---
title: "Token Probability — How AI Detectors Analyze Word Choices"
description: "Token probability is the likelihood a language model assigns to each word in a sequence. AI detectors use high token probabilities as evidence of machine generation."
author: "Khadin Akbar"
last_updated: "2026-03-15"
secondary_keywords: ["token probability", "ai token prediction", "word probability ai", "next token probability"]
---

# Token Probability

**Token probability** refers to the likelihood that a language model assigns to a specific word (token) appearing at a given position in a text sequence.

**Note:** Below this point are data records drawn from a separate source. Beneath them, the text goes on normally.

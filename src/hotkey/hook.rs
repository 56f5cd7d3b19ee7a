//! The leader's keyboard hook on X11.
//!
//! Passive grabs catch the switch and copy chords. A passive grab ends as
//! soon as Tab goes up, so the first switch press also takes an active
//! keyboard grab; that is what lets us see the held modifier's release.

use std::sync::Arc;
use std::sync::atomic::{AtomicBool, Ordering};

use tokio::sync::mpsc::UnboundedReceiver;
use x11rb::protocol::Event;

use super::keybinding::{Binding, Keymap, Shortcut, mask};
use super::x11::{X11Context, spawn_event_thread};
use super::{HotkeyError, KeyEvent};
use crate::config::ShortcutConfig;

/// Shortcuts resolved to keycodes for one keyboard mapping.
#[derive(Debug, Clone)]
pub struct KeyBindings {
    switch: Binding,
    /// `None` when the switch chord already holds Shift; it then only
    /// cycles forward.
    switch_reverse: Option<Binding>,
    copy: Option<Binding>,
    /// Keycodes whose release ends a switch session.
    hold_keycodes: Vec<u8>,
}

/// Meaning of one raw key event.
#[derive(Debug, Clone, Copy, PartialEq, Eq)]
pub enum Classified {
    Switch { reverse: bool },
    Copy,
    HoldReleased,
    Ignored,
}

impl KeyBindings {
    /// The switch shortcut must resolve. A bad copy shortcut only
    /// disables copying.
    pub fn resolve(shortcuts: &ShortcutConfig, keymap: &Keymap) -> Result<Self, HotkeyError> {
        let switch: Shortcut = shortcuts.tab_switch.parse()?;
        let switch_binding = switch.resolve(keymap)?;
        let switch_reverse = if switch.modifiers() & mask::SHIFT == 0 {
            Some(switch.with_shift().resolve(keymap)?)
        } else {
            tracing::warn!(shortcut = %shortcuts.tab_switch, "switch shortcut includes Shift, reverse cycling disabled");
            None
        };

        let copy = match shortcuts
            .copy_url
            .parse::<Shortcut>()
            .and_then(|s| s.resolve(keymap))
        {
            Ok(binding) if switch_reverse.as_ref().is_some_and(|r| r.same_chord(&binding)) => {
                tracing::warn!(shortcut = %shortcuts.copy_url, "copy shortcut collides with reverse switch, disabled");
                None
            }
            Ok(binding) => Some(binding),
            Err(e) => {
                tracing::warn!(error = %e, "copy shortcut disabled");
                None
            }
        };

        let hold_keycodes = keymap.keycodes_for(&switch.hold_keysyms());
        if hold_keycodes.is_empty() {
            tracing::warn!(shortcut = %shortcuts.tab_switch, "no keycode for the held modifier");
        }

        Ok(Self {
            switch: switch_binding,
            switch_reverse,
            copy,
            hold_keycodes,
        })
    }

    fn all(&self) -> impl Iterator<Item = &Binding> {
        [Some(&self.switch), self.switch_reverse.as_ref(), self.copy.as_ref()]
            .into_iter()
            .flatten()
    }

    pub fn classify(&self, press: bool, keycode: u8, state: u16) -> Classified {
        if !press {
            if self.hold_keycodes.contains(&keycode) {
                return Classified::HoldReleased;
            }
            return Classified::Ignored;
        }

        if self.switch_reverse.as_ref().is_some_and(|b| b.matches(keycode, state)) {
            Classified::Switch { reverse: true }
        } else if self.switch.matches(keycode, state) {
            Classified::Switch { reverse: false }
        } else if self.copy.as_ref().is_some_and(|b| b.matches(keycode, state)) {
            Classified::Copy
        } else {
            Classified::Ignored
        }
    }
}

pub struct X11Hook {
    ctx: X11Context,
    bindings: KeyBindings,
    /// Active keyboard grab for an in-progress switch.
    holding: bool,
    stop: Arc<AtomicBool>,
    thread: Option<std::thread::JoinHandle<()>>,
}

impl X11Hook {
    /// Connect, grab the shortcuts and start the event thread.
    ///
    /// Fails if there is no display or not a single chord could be
    /// grabbed.
    pub fn install(shortcuts: &ShortcutConfig) -> Result<(Self, UnboundedReceiver<Event>), HotkeyError> {
        let ctx = X11Context::connect()?;
        let keymap = Keymap::from_connection(&**ctx.conn())?;
        let bindings = KeyBindings::resolve(shortcuts, &keymap)?;

        let mut hook = Self {
            ctx,
            bindings,
            holding: false,
            stop: Arc::new(AtomicBool::new(false)),
            thread: None,
        };
        hook.grab_all()?;

        let (events, thread) = spawn_event_thread(hook.ctx.conn().clone(), hook.stop.clone())?;
        hook.thread = Some(thread);

        tracing::info!(
            switch = %hook.bindings.switch.raw,
            copy = ?hook.bindings.copy.as_ref().map(|b| &b.raw),
            "keyboard hook installed"
        );
        Ok((hook, events))
    }

    fn grab_all(&self) -> Result<(), HotkeyError> {
        let mut granted = 0;
        for binding in self.bindings.all() {
            if self.ctx.grab_key(binding)? {
                granted += 1;
            }
        }
        if granted == 0 {
            self.ungrab_all();
            return Err(HotkeyError::NoBindings);
        }
        Ok(())
    }

    fn ungrab_all(&self) {
        for binding in self.bindings.all() {
            self.ctx.ungrab_key(binding);
        }
    }

    /// Swap to new shortcuts. On failure the old grabs stay in place.
    pub fn rebind(&mut self, shortcuts: &ShortcutConfig) -> Result<(), HotkeyError> {
        let keymap = Keymap::from_connection(&**self.ctx.conn())?;
        let bindings = KeyBindings::resolve(shortcuts, &keymap)?;

        self.release_hold();
        self.ungrab_all();
        let previous = std::mem::replace(&mut self.bindings, bindings);

        if let Err(e) = self.grab_all() {
            tracing::warn!(error = %e, "new shortcuts could not be grabbed, restoring previous");
            self.bindings = previous;
            self.grab_all()?;
            return Err(e);
        }
        tracing::info!(switch = %self.bindings.switch.raw, "shortcuts rebound");
        Ok(())
    }

    /// Turn one X11 event into zero or more key events.
    pub fn classify(&mut self, event: &Event) -> Vec<KeyEvent> {
        let (press, keycode, state) = match event {
            Event::KeyPress(e) => (true, e.detail, u16::from(e.state)),
            Event::KeyRelease(e) => (false, e.detail, u16::from(e.state)),
            _ => return Vec::new(),
        };

        match self.bindings.classify(press, keycode, state) {
            Classified::Switch { reverse } => {
                let mut events = vec![KeyEvent::SwitchPressed { reverse }];
                if !self.holding && !self.begin_hold() {
                    // Modifier already up, or no grab: a single step.
                    events.push(KeyEvent::SwitchModifierReleased);
                }
                events
            }
            Classified::Copy => vec![KeyEvent::CopyUrlPressed],
            Classified::HoldReleased if self.holding => {
                self.release_hold();
                vec![KeyEvent::SwitchModifierReleased]
            }
            Classified::HoldReleased | Classified::Ignored => Vec::new(),
        }
    }

    fn begin_hold(&mut self) -> bool {
        match self.ctx.grab_keyboard() {
            Ok(true) => {}
            Ok(false) => return false,
            Err(e) => {
                tracing::warn!(error = %e, "keyboard grab failed");
                return false;
            }
        }

        // The modifier may have gone up before the grab landed.
        match self.ctx.any_key_down(&self.bindings.hold_keycodes) {
            Ok(true) => {
                self.holding = true;
                true
            }
            Ok(false) => {
                self.ctx.ungrab_keyboard();
                false
            }
            Err(e) => {
                tracing::warn!(error = %e, "query_keymap failed");
                self.ctx.ungrab_keyboard();
                false
            }
        }
    }

    /// Drop the active keyboard grab, if any.
    pub fn release_hold(&mut self) {
        if self.holding {
            self.ctx.ungrab_keyboard();
            self.holding = false;
        }
    }

    /// Remove every grab and stop the event thread. Idempotent.
    pub fn uninstall(&mut self) {
        let Some(thread) = self.thread.take() else {
            return;
        };

        self.release_hold();
        self.ungrab_all();
        self.stop.store(true, Ordering::Relaxed);
        if thread.join().is_err() {
            tracing::warn!("x11 event thread panicked");
        }
        tracing::info!("keyboard hook removed");
    }
}

impl Drop for X11Hook {
    fn drop(&mut self) {
        self.uninstall();
    }
}

#[cfg(test)]
mod tests {
    use super::*;
    use crate::hotkey::keybinding::mask;

    const TAB: u8 = 23;
    const C: u8 = 54;
    const CONTROL_L: u8 = 37;
    const CONTROL_R: u8 = 105;

    fn keymap() -> Keymap {
        let mut syms = vec![0u32; 256];
        syms[usize::from(TAB)] = 0xff09;
        syms[usize::from(C)] = 'c' as u32;
        syms[usize::from(CONTROL_L)] = 0xffe3;
        syms[usize::from(CONTROL_R)] = 0xffe4;
        Keymap::new(0, 1, syms)
    }

    fn bindings() -> KeyBindings {
        KeyBindings::resolve(&ShortcutConfig::default(), &keymap()).unwrap()
    }

    #[test]
    fn switch_direction_follows_shift() {
        let b = bindings();
        assert_eq!(
            b.classify(true, TAB, mask::CONTROL),
            Classified::Switch { reverse: false }
        );
        assert_eq!(
            b.classify(true, TAB, mask::CONTROL | mask::SHIFT),
            Classified::Switch { reverse: true }
        );
    }

    #[test]
    fn copy_chord_is_recognised() {
        assert_eq!(
            bindings().classify(true, C, mask::CONTROL | mask::SHIFT),
            Classified::Copy
        );
        assert_eq!(bindings().classify(true, C, mask::CONTROL), Classified::Ignored);
    }

    #[test]
    fn either_control_release_ends_hold() {
        let b = bindings();
        assert_eq!(b.classify(false, CONTROL_L, mask::CONTROL), Classified::HoldReleased);
        assert_eq!(b.classify(false, CONTROL_R, mask::CONTROL), Classified::HoldReleased);
        assert_eq!(b.classify(false, TAB, mask::CONTROL), Classified::Ignored);
    }

    #[test]
    fn unrelated_keys_are_ignored() {
        assert_eq!(bindings().classify(true, TAB, 0), Classified::Ignored);
        assert_eq!(bindings().classify(true, TAB, mask::MOD1), Classified::Ignored);
    }

    #[test]
    fn bad_copy_shortcut_only_disables_copy() {
        let shortcuts = ShortcutConfig {
            copy_url: "Ctrl+Nope".into(),
            ..ShortcutConfig::default()
        };
        let b = KeyBindings::resolve(&shortcuts, &keymap()).unwrap();
        assert!(b.copy.is_none());
        assert_eq!(
            b.classify(true, TAB, mask::CONTROL),
            Classified::Switch { reverse: false }
        );
    }

    #[test]
    fn bad_switch_shortcut_is_an_error() {
        let shortcuts = ShortcutConfig {
            tab_switch: "Tab".into(),
            ..ShortcutConfig::default()
        };
        assert!(matches!(
            KeyBindings::resolve(&shortcuts, &keymap()),
            Err(HotkeyError::InvalidShortcut { .. })
        ));
    }

    #[test]
    fn shifted_switch_chord_cycles_forward() {
        let shortcuts = ShortcutConfig {
            tab_switch: "Ctrl+Shift+Tab".into(),
            copy_url: "Ctrl+Shift+C".into(),
        };
        let b = KeyBindings::resolve(&shortcuts, &keymap()).unwrap();
        assert!(b.switch_reverse.is_none());
        assert_eq!(
            b.classify(true, TAB, mask::CONTROL | mask::SHIFT),
            Classified::Switch { reverse: false }
        );
        assert_eq!(b.all().count(), 2);
    }
}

AI detectors analyze token probabilities to determine whether text was generated by an AI model.

## How Token Probability Relates to AI Detection

When an AI model generates text, it selects tokens with high probability — words that statistically fit the context. This creates a pattern:

- **AI-generated text** contains mostly high-probability tokens (the model selected them precisely because they were likely)
- **Human-written text** contains a natural mix of high and low-probability tokens (humans make unexpected word choices, use rare vocabulary, and break patterns)

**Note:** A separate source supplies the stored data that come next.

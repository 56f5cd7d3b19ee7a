//! Keyboard tab switching across browser profiles.
//!
//! Each browser profile launches its own native helper. One helper wins
//! the election, grabs the global shortcut and broadcasts every press on
//! a local bus; the helper whose profile is in front forwards it to its
//! extension, which owns the tabs (see [`switcher`]).

pub mod bus;
pub mod config;
pub mod election;
pub mod helper;
pub mod hotkey;
pub mod native;
pub mod resolver;
pub mod surface;
pub mod switcher;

## Token Probability and Perplexity

Token probability is the foundation of [perplexity scoring](/glossary/perplexity-score). Perplexity is calculated from the average token probabilities across a text:

- High average token probability → Low perplexity → More likely AI
- Mixed token probabilities → Higher perplexity → More likely human

## How Detectors Use Token Probabilities

AI detectors run the submitted text through a reference language model and calculate probabilities for each token. They then analyze:

1. The average probability across all tokens
2. The distribution of probabilities (variance)
3. Whether the probability pattern matches known AI generation signatures
4. Runs of consistently high-probability tokens

## FAQ

**Q: Can you see the token probabilities for your AI-generated text?**
A: Some AI APIs (like OpenAI's) provide logprobs (log probabilities) for generated tokens. These show exactly how "surprised" the model was at each word choice.

**Q: How do humanizers affect token probabilities?**
A: [AI humanizers](/) introduce tokens that a model would assign lower probability to — making the overall distribution look more like human writing without changing the text's meaning.